---- Study material
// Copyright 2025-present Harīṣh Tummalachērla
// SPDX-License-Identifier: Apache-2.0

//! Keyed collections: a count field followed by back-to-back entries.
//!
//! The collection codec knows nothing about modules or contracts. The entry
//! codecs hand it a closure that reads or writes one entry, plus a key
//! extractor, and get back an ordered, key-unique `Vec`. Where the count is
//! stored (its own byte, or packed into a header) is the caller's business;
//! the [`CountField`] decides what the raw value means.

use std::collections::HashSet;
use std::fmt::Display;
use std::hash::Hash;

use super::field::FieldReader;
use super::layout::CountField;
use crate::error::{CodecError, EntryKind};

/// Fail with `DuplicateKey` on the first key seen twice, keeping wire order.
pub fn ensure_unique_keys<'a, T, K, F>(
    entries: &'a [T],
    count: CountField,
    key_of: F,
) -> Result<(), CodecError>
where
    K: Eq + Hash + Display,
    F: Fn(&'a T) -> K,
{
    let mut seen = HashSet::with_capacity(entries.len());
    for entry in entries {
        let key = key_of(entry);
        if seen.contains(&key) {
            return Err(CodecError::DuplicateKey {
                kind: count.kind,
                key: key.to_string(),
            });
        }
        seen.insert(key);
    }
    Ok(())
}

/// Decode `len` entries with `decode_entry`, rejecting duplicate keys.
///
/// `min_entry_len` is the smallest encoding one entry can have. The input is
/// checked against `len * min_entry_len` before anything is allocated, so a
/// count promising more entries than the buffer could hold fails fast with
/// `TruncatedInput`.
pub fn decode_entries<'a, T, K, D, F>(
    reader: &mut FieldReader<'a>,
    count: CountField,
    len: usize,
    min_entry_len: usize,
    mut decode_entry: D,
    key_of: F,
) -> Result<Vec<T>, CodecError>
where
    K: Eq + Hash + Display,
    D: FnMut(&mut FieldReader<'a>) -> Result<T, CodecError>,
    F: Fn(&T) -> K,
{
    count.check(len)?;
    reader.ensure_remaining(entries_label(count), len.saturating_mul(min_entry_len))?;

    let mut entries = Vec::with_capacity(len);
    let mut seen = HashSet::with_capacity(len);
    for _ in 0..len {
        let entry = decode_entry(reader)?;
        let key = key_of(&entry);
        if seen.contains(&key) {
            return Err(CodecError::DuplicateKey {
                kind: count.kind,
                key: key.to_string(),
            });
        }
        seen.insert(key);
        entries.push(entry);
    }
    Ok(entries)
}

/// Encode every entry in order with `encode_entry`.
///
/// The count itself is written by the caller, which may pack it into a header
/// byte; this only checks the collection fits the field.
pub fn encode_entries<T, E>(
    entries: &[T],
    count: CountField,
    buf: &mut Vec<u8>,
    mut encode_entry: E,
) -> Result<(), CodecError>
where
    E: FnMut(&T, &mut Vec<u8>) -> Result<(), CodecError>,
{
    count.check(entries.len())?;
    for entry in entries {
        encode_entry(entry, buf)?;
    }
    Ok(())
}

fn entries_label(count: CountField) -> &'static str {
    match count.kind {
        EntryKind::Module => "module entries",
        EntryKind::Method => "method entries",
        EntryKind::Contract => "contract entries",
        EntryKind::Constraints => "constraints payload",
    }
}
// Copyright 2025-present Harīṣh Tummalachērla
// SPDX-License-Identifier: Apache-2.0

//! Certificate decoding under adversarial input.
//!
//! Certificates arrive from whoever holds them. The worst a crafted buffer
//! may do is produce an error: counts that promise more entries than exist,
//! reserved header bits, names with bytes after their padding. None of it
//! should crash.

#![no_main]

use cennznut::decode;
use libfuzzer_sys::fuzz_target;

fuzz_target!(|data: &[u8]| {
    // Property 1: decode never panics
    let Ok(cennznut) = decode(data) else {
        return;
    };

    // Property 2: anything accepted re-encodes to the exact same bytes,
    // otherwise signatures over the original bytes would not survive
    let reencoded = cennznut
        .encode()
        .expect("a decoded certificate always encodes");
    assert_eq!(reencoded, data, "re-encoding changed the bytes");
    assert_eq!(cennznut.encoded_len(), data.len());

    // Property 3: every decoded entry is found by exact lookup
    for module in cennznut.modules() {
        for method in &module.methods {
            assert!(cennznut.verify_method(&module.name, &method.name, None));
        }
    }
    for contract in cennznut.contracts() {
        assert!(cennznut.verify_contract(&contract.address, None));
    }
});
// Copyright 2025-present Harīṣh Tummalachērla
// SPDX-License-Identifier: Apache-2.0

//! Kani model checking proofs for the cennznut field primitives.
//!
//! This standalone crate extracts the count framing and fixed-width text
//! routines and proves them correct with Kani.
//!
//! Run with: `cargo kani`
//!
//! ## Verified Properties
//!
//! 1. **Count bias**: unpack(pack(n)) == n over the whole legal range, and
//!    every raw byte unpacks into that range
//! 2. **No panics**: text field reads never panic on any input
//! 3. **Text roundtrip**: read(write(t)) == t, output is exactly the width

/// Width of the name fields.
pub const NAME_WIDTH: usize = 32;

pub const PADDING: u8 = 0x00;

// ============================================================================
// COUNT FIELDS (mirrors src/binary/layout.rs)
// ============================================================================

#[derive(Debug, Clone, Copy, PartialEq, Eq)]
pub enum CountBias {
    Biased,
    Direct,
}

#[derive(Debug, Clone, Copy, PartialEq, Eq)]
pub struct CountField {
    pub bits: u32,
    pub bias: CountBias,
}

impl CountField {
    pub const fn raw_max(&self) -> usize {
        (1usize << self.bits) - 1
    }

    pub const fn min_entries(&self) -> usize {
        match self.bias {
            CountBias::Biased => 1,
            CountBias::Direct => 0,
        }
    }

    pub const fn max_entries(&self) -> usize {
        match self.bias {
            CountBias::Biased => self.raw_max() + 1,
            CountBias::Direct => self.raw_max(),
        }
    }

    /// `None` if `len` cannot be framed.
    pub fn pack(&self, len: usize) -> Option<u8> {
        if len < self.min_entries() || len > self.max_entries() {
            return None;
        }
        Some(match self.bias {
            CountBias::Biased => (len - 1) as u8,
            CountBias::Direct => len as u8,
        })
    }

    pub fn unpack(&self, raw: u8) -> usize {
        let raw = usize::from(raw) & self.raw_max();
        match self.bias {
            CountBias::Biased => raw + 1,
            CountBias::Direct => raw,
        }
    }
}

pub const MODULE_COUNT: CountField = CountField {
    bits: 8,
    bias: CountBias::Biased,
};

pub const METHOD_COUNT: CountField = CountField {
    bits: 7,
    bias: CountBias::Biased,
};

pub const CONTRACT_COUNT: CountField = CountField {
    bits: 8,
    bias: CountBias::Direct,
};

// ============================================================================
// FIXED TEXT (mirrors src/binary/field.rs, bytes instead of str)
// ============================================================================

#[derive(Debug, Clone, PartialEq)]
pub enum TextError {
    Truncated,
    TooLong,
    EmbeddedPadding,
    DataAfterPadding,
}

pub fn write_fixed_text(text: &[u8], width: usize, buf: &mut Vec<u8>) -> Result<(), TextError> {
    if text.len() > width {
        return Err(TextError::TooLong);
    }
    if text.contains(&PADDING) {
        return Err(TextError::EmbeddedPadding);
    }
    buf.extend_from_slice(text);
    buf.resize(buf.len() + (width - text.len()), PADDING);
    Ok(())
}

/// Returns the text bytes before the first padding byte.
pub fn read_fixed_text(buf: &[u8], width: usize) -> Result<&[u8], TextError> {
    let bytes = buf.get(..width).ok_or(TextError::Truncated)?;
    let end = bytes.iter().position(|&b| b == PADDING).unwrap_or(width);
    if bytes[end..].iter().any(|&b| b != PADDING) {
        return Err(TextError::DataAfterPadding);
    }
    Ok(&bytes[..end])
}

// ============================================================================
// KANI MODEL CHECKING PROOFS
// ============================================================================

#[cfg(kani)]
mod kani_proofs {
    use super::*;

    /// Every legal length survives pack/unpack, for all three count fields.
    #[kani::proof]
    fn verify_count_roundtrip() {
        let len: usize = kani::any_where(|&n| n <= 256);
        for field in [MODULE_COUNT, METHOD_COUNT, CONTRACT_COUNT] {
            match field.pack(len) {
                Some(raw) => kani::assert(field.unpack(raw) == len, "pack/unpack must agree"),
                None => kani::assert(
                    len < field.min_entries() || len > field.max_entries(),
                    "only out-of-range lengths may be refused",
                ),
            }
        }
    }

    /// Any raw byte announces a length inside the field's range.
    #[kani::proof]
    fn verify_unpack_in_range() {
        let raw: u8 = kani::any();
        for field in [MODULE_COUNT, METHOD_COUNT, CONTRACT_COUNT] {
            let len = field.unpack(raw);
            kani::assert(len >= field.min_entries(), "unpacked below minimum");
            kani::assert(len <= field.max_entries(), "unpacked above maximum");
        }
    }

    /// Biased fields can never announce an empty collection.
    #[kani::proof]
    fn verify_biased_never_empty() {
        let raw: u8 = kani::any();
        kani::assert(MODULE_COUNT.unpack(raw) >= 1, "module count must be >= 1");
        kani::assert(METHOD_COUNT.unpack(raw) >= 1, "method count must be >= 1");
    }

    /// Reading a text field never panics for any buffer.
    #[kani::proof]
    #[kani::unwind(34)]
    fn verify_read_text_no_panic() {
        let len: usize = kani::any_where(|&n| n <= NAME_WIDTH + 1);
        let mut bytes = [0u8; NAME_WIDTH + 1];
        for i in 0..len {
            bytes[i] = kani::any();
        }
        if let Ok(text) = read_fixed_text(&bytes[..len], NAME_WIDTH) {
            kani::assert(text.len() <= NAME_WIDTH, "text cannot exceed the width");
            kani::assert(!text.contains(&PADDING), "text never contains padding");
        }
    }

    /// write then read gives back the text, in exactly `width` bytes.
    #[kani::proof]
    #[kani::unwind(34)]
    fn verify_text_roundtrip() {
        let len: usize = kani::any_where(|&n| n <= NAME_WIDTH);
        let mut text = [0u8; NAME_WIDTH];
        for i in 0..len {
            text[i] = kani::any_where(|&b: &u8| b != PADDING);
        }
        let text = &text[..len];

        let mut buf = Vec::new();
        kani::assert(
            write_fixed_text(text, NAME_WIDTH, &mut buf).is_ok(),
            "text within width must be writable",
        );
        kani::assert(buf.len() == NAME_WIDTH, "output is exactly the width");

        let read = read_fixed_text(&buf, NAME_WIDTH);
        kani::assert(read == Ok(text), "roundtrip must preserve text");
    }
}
--------
(Task description) Copy every line of the data that holds the string "cannot".

(Your response)
    /// `None` if `len` cannot be framed.
            kani::assert(text.len() <= NAME_WIDTH, "text cannot exceed the width");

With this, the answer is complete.